START Task inputs

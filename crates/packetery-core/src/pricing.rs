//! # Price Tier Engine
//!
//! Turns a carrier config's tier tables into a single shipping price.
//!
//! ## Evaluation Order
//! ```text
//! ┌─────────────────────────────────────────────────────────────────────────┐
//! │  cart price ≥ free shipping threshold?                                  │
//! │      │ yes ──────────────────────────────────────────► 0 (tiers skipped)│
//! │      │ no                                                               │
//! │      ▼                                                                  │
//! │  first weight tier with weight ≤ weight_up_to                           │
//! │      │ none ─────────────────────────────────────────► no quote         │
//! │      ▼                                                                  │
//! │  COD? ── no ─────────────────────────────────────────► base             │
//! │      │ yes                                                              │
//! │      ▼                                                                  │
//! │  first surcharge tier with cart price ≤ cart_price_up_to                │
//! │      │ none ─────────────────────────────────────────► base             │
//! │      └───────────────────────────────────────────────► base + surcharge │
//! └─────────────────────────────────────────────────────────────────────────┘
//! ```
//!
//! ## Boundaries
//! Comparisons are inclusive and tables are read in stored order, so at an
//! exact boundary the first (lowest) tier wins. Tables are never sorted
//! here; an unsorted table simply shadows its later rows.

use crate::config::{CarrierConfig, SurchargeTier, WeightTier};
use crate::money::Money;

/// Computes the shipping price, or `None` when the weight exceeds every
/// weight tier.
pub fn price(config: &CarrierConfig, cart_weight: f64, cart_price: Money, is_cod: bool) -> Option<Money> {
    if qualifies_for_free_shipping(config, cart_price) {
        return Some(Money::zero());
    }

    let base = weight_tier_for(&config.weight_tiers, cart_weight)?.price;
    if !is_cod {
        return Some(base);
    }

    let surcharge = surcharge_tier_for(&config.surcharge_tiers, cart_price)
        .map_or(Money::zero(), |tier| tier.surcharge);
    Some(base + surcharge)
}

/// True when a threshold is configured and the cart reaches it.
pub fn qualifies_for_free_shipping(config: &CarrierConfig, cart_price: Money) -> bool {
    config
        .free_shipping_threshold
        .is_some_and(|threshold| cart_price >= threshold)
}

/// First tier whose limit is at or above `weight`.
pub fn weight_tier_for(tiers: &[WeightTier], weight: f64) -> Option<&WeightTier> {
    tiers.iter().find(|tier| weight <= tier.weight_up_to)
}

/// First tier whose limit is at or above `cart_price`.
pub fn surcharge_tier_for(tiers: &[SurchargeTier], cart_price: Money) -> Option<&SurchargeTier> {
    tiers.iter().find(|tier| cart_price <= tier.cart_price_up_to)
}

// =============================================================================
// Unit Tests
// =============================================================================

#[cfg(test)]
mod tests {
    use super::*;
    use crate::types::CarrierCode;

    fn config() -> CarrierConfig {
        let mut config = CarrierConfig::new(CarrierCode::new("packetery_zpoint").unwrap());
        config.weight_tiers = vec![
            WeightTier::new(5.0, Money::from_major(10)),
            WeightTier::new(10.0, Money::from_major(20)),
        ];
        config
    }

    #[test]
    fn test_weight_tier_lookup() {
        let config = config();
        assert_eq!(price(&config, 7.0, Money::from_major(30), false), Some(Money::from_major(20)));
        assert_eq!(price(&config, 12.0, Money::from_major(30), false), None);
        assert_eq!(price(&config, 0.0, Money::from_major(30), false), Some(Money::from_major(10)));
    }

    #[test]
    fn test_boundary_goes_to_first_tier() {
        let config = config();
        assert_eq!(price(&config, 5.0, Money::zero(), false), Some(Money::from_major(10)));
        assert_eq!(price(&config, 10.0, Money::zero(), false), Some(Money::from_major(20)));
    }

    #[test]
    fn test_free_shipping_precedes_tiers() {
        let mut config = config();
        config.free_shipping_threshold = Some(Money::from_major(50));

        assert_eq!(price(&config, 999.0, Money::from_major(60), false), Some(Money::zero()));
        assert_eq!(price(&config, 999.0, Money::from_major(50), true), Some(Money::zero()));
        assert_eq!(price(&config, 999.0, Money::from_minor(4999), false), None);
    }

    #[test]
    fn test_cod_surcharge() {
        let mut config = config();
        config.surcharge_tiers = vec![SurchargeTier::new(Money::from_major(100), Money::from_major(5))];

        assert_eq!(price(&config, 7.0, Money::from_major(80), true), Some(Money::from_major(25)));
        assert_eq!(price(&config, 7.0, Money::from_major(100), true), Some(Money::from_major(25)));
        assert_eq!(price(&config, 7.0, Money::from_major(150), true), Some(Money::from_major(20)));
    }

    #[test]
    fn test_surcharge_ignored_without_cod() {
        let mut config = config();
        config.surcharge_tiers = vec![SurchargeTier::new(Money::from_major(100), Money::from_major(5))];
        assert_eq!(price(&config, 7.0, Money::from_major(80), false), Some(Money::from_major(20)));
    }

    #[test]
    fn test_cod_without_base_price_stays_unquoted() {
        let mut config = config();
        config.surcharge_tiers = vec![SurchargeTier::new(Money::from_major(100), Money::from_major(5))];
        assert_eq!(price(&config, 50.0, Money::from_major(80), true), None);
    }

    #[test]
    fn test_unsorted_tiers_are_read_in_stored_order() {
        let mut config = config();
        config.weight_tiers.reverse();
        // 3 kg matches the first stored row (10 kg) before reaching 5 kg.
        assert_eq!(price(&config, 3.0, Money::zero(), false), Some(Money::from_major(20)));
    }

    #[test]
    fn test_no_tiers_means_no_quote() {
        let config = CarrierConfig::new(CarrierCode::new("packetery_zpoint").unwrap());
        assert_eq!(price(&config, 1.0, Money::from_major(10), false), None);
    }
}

END Task inputs
START Task inputs

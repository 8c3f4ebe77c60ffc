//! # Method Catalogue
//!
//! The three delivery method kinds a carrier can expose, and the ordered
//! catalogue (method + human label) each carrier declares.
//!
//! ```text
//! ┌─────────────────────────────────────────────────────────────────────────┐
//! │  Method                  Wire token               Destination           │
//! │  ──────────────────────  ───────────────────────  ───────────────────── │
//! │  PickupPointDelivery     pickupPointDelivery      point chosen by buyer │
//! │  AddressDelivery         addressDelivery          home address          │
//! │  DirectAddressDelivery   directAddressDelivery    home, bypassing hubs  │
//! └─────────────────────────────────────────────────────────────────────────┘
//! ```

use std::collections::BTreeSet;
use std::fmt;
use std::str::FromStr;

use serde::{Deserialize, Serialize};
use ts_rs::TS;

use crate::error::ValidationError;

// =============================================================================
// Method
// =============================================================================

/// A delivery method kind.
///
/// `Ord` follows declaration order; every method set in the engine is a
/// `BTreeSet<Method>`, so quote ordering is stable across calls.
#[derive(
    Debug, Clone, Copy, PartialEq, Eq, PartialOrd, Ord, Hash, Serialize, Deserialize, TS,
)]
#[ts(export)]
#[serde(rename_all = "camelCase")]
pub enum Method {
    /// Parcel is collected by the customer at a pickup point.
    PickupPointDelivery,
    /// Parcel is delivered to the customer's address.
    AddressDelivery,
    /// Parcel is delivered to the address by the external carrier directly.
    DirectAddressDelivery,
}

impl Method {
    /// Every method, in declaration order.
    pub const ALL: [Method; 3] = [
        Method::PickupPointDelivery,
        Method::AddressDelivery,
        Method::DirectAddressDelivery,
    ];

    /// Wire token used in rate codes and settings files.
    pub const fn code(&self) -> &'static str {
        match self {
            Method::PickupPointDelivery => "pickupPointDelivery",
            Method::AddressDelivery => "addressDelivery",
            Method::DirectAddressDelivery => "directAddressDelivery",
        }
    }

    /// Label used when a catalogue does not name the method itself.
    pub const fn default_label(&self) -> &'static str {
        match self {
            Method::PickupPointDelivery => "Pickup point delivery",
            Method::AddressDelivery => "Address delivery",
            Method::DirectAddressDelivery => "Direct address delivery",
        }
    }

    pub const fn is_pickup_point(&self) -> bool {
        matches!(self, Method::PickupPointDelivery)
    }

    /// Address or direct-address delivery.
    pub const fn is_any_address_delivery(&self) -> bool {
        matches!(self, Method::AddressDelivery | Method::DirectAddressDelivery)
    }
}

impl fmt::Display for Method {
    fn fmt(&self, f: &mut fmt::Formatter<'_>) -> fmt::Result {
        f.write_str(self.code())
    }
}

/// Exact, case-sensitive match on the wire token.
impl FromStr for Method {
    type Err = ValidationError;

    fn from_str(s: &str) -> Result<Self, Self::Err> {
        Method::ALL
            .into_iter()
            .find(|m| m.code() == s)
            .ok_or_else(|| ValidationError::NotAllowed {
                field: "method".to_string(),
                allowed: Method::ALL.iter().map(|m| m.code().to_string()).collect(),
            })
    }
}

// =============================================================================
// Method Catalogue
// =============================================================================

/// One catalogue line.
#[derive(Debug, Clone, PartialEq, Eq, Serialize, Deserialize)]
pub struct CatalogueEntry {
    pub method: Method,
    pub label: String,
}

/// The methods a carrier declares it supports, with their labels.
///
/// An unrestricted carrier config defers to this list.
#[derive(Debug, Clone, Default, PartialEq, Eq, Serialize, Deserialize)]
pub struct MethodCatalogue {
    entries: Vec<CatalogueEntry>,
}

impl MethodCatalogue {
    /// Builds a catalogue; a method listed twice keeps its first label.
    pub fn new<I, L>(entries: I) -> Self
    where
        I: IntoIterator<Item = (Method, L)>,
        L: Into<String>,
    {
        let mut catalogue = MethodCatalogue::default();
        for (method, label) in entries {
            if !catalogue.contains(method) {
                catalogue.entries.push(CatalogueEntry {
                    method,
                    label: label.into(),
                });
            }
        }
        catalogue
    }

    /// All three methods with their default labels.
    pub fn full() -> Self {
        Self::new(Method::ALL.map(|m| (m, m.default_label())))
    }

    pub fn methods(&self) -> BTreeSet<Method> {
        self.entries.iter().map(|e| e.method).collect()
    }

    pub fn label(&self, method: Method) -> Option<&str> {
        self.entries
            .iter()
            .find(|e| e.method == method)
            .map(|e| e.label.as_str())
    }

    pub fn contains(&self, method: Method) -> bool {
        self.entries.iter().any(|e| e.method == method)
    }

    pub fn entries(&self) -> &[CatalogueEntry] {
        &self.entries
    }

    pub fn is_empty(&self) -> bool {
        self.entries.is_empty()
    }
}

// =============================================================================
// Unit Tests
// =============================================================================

END Task inputs

▶ Instructions to follow: Show a copy of each line from the records above in which the string "BTreeSet" occurs.

▶ Solution to the problem:
use std::collections::BTreeSet;
/// `BTreeSet<Method>`, so quote ordering is stable across calls.
    pub fn methods(&self) -> BTreeSet<Method> {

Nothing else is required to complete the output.